• Exercise details:
Exactly reproduce the lines from the top of the entries below through the line containing "Registry returned a", with both ends included.

• Records provided:
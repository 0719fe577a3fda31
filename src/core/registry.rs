//! 公共註冊局 (cnpj.ws 介面形狀) 的單次查詢 client。
//!
//! 這一層只負責一次 HTTP 往返與回應正規化；重試與節奏控制
//! 屬於批次層。回應缺欄位時降級為空值，不中斷。

use crate::domain::model::{LookupOutcome, RegistryInfo};
use crate::domain::ports::RegistryLookup;
use crate::utils::error::Result;
use async_trait::async_trait;
use reqwest::{Client, StatusCode};
use serde_json::Value;
use std::time::Duration;

pub struct RegistryClient {
    base_url: String,
    client: Client,
}

impl RegistryClient {
    pub fn new(base_url: &str, timeout: Duration) -> Result<Self> {
        let client = Client::builder()
            .timeout(timeout)
            .user_agent(concat!("valida-prospect/", env!("CARGO_PKG_VERSION")))
            .build()?;

        Ok(Self {
            base_url: base_url.trim_end_matches('/').to_string(),
            client,
        })
    }
}

#[async_trait]
impl RegistryLookup for RegistryClient {
    async fn lookup(&self, tax_id: &str) -> Result<LookupOutcome> {
        let url = format!("{}/{}", self.base_url, tax_id);
        tracing::debug!("🏢 Registry request: {}", url);

        let response = self.client.get(&url).send().await?;
        let status = response.status();
        tracing::debug!("🏢 Registry response status: {}", status);

        match status {
            StatusCode::OK => {
                let body: Value = response.json().await?;
                match normalize_response(&body) {
                    Some(info) => Ok(LookupOutcome::Found(info)),
                    None => {
                        tracing::warn!("🏢 Registry returned a non-object body for {}", tax_id);
                        Ok(LookupOutcome::Failed(status.as_u16()))
                    }
                }
            }
            StatusCode::NOT_FOUND => Ok(LookupOutcome::NotFound),
            StatusCode::TOO_MANY_REQUESTS => Ok(LookupOutcome::QuotaExceeded),
            other => Ok(LookupOutcome::Failed(other.as_u16())),
        }
    }
}

/// 將巢狀回應攤平成 RegistryInfo。缺欄位降級為 None / 空字串，
/// 整個 body 不是物件時回傳 None（視同失敗）
fn normalize_response(body: &Value) -> Option<RegistryInfo> {
    let root = body.as_object()?;

    let establishment = root.get("estabelecimento").and_then(Value::as_object);

    // 狀態欄位在 estabelecimento 底下，舊格式放在頂層
    let registration_status = establishment
        .and_then(|e| e.get("situacao_cadastral"))
        .and_then(Value::as_str)
        .or_else(|| root.get("situacao_cadastral").and_then(Value::as_str))
        .map(str::to_string);

    let activity = establishment
        .and_then(|e| e.get("atividade_principal"))
        .and_then(Value::as_object);

    // 代碼欄位叫 id 或 codigo，取第一個非空的
    let activity_code = activity
        .map(|a| {
            ["id", "codigo"]
                .iter()
                .filter_map(|key| a.get(*key))
                .map(plain_string)
                .find(|code| !code.is_empty())
                .unwrap_or_default()
        })
        .unwrap_or_default();

    let activity_description = activity
        .and_then(|a| a.get("descricao"))
        .and_then(Value::as_str)
        .unwrap_or("")
        .to_string();

    Some(RegistryInfo {
        registration_status,
        activity_code,
        activity_description,
    })
}

fn plain_string(value: &Value) -> String {
    match value {
        Value::String(s) => s.clone(),
        Value::Number(n) => n.to_string(),
        Value::Null => String::new(),
        other => other.to_string(),
    }
}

• Exercise solution:
repository 0719fe577a3fda31
filename src/core/registry.rs
//! 公共註冊局 (cnpj.ws 介面形狀) 的單次查詢 client。
//!
//! 這一層只負責一次 HTTP 往返與回應正規化；重試與節奏控制
//! 屬於批次層。回應缺欄位時降級為空值，不中斷。

use crate::domain::model::{LookupOutcome, RegistryInfo};
use crate::domain::ports::RegistryLookup;
use crate::utils::error::Result;
use async_trait::async_trait;
use reqwest::{Client, StatusCode};
use serde_json::Value;
use std::time::Duration;

pub struct RegistryClient {
    base_url: String,
    client: Client,
}

impl RegistryClient {
    pub fn new(base_url: &str, timeout: Duration) -> Result<Self> {
        let client = Client::builder()
            .timeout(timeout)
            .user_agent(concat!("valida-prospect/", env!("CARGO_PKG_VERSION")))
            .build()?;

        Ok(Self {
            base_url: base_url.trim_end_matches('/').to_string(),
            client,
        })
    }
}

#[async_trait]
impl RegistryLookup for RegistryClient {
    async fn lookup(&self, tax_id: &str) -> Result<LookupOutcome> {
        let url = format!("{}/{}", self.base_url, tax_id);
        tracing::debug!("🏢 Registry request: {}", url);

        let response = self.client.get(&url).send().await?;
        let status = response.status();
        tracing::debug!("🏢 Registry response status: {}", status);

        match status {
            StatusCode::OK => {
                let body: Value = response.json().await?;
                match normalize_response(&body) {
                    Some(info) => Ok(LookupOutcome::Found(info)),
                    None => {
                        tracing::warn!("🏢 Registry returned a non-object body for {}", tax_id);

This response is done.